= Kilgore Drillers =

The Kilgore Drillers were a minor league baseball team that was member in the Lone Star League from 1947 to 1948 and the East Texas League from 1949 to 1950. Based in Kilgore, Texas playing their home games at Driller Park giving the Ballpark its name, it was the city's last professional baseball team. Joe Kracher managed and played for the team in 1947, 1948 and 1949, leading the club to consecutive league championships in '47 and '48 (the team lost the league finals in '49). Fred Baczewski also played for the team in 1948 and the 1949 club featured Merv Connors and Jerry Fahr. The 1950 club, managed by Al Kubski, lost in the first round of the league playoffs. Connors played for the team that year, as well.

The Kilgore Drillers folded after the 1950 season. They had played consistently winning baseball claiming two consecutive championships in the Lone Star League, were the runners-up in 1949, and had a respectable finish in 1950 before being disbanded. It was 58 years before Driller Park saw another team take residence.

== Seasons ==

1947 season

They finished the regular season at the top of the standings with a 78–60 record. In the playoffs, they swept the Tyler Trojans while the Marshall Comets beat the Longview Texans, 4–1. In the championship series, the Drillers defeated the Comets 4 games to 2 to become the 1947 Lone Star League champions.

1948 season

They finished the regular season at the top of the standings once again, with a 94–44 record. In the playoffs, they defeated the Henderson Oilers 4 games to 3 while the Longview Texans defeated the Tyler Trojans 4 games to 3 also. In the championship series, the Drillers beat the Texans to become Lone Star League champions again.

1949 season

In their first season in the East Texas League, the Drillers finished in 4th place with a record of 75–65. In the playoffs, they defeated the Longview Texans 4 games to 3; the Gladewater Bears defeated the Paris Panthers 4 games to 3 also.
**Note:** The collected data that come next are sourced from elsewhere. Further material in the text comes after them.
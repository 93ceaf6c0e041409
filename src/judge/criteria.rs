//! Selection criteria and judge weight presets.

use std::collections::HashMap;

use serde::{Deserialize, Serialize};

use super::JudgeError;

/// Dimension names in canonical order.
pub const DIMENSIONS: [&str; 5] = ["relevance", "clarity", "completeness", "conciseness", "toxicity"];

/// Importance of each judged dimension. `toxicity` is a penalty weight.
#[derive(Debug, Clone, Copy, PartialEq, Serialize, Deserialize)]
#[serde(default)]
pub struct EvaluationWeights {
    pub relevance: f64,
    pub clarity: f64,
    pub completeness: f64,
    pub conciseness: f64,
    pub toxicity: f64,
}

impl Default for EvaluationWeights {
    fn default() -> Self {
        Self::new(0.3, 0.3, 0.2, 0.1, 0.1)
    }
}

impl EvaluationWeights {
    pub fn new(relevance: f64, clarity: f64, completeness: f64, conciseness: f64, toxicity: f64) -> Self {
        Self {
            relevance,
            clarity,
            completeness,
            conciseness,
            toxicity,
        }
    }

    pub fn as_array(&self) -> [f64; 5] {
        [
            self.relevance,
            self.clarity,
            self.completeness,
            self.conciseness,
            self.toxicity,
        ]
    }

    pub fn validate(&self) -> Result<(), JudgeError> {
        for (name, value) in DIMENSIONS.iter().copied().zip(self.as_array()) {
            if !value.is_finite() || value < 0.0 {
                return Err(JudgeError::InvalidCriteria(format!(
                    "weight {name} must be finite and non-negative (got {value})"
                )));
            }
        }
        if self.relevance + self.clarity + self.completeness + self.conciseness <= 0.0 {
            return Err(JudgeError::InvalidCriteria(
                "at least one positive dimension must carry weight".into(),
            ));
        }
        Ok(())
    }
}

/// Name-keyed judge weight presets.
#[derive(Debug, Clone)]
pub struct JudgeWeightPresets {
    presets: HashMap<String, EvaluationWeights>,
}

impl Default for JudgeWeightPresets {
    fn default() -> Self {
        let mut presets = HashMap::new();
        presets.insert("default".to_string(), EvaluationWeights::default());
        presets.insert("code".to_string(), EvaluationWeights::new(0.4, 0.2, 0.2, 0.1, 0.1));
        presets.insert("writing".to_string(), EvaluationWeights::new(0.3, 0.4, 0.1, 0.1, 0.1));
        Self { presets }
    }
}

impl JudgeWeightPresets {
    pub fn list(&self) -> Vec<String> {
        let mut keys: Vec<String> = self.presets.keys().cloned().collect();
        keys.sort();
        keys
    }

    pub fn get(&self, name: &str) -> Result<EvaluationWeights, JudgeError> {
        self.presets
            .get(name)
            .copied()
            .ok_or_else(|| JudgeError::InvalidCriteria(format!("unknown judge preset {name:?}")))
    }

    pub fn insert(&mut self, name: impl Into<String>, weights: EvaluationWeights) -> Result<(), JudgeError> {
        weights.validate()?;
        self.presets.insert(name.into(), weights);
        Ok(())
    }
}

/// What the judge should look for, and which backend judges.
#[derive(Debug, Clone, Default, Serialize, Deserialize)]
#[serde(default)]
pub struct SelectionCriteria {
    pub task_description: String,
    pub target_audience: Option<String>,
    pub desired_tone: Option<String>,
    /// Preferred maximum length in characters.
    pub max_length: Option<usize>,
    pub requirements: Vec<String>,
    pub persona: Option<String>,
    pub weights: EvaluationWeights,
    /// Registered name of the judge backend.
    pub judge_backend: String,
}

impl SelectionCriteria {
    pub fn new(task_description: impl Into<String>, judge_backend: impl Into<String>) -> Self {
        Self {
            task_description: task_description.into(),
            judge_backend: judge_backend.into(),
            ..Default::default()
        }
    }

    pub fn with_weights(mut self, weights: EvaluationWeights) -> Self {
        self.weights = weights;
        self
    }

    pub fn with_requirements(mut self, requirements: Vec<String>) -> Self {
        self.requirements = requirements;
        self
    }

    pub fn validate(&self) -> Result<(), JudgeError> {
        if self.judge_backend.trim().is_empty() {
            return Err(JudgeError::InvalidCriteria("judge backend must be named".into()));
        }
        self.weights.validate()
    }

    /// Render the criteria block of the judge's system prompt.
    pub fn render(&self) -> String {
        let mut out = String::from("Evaluation criteria:\n");
        if !self.task_description.trim().is_empty() {
            out.push_str(&format!("- Task: {}\n", self.task_description.trim()));
        }
        if let Some(audience) = &self.target_audience {
            out.push_str(&format!("- Target audience: {audience}\n"));
        }
        if let Some(tone) = &self.desired_tone {
            out.push_str(&format!("- Desired tone: {tone}\n"));
        }
        if let Some(max) = self.max_length {
            out.push_str(&format!("- Maximum length: {max} characters\n"));
        }
        if let Some(persona) = &self.persona {
            out.push_str(&format!("- Intended persona: {persona}\n"));
        }
        if !self.requirements.is_empty() {
            out.push_str("- Requirements:\n");
            for r in &self.requirements {
                out.push_str(&format!("  - {r}\n"));
            }
        }
        let w = &self.weights;
        out.push_str(&format!(
            "\nDimension weights: relevance {:.2}, clarity {:.2}, completeness {:.2}, conciseness {:.2}, toxicity penalty {:.2}\n",
            w.relevance, w.clarity, w.completeness, w.conciseness, w.toxicity
        ));
        out
    }
}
In the championship series, Kilgore finished as the runner-up to Gladewater being beaten in four games.

1950 season

The Drillers finished 3rd in 1950. In the playoffs, Kilgore was beaten by the Marshall Browns 4 games to one in the first round.

Driller Park is now the Ballpark for Kilgore High School.

==Driller Park plaque==
On April 24, 1947, the Drillers played their first game in front of a full house. A Texas Historical Commission plaque outside Driller Park states:

On April 24, 1947, more than 3,100 fans celebrated the postwar return of baseball as the Kilgore Drillers played the Henderson Oilers on Driller Park's opening day. Erected by the Kilgore Baseball Club for $100,000 on land deeded to the city of Kilgore by S. S. Laird, the park straddles the line between Gregg and Rusk Counties. An excellent example of small stadium engineering, the ballpark was constructed of oil field pipe, tank steel, and concrete with an infield underground drainage system. Though the Drillers disbanded in 1950, Driller Park continues to be a haven for baseball in the city of Kilgore.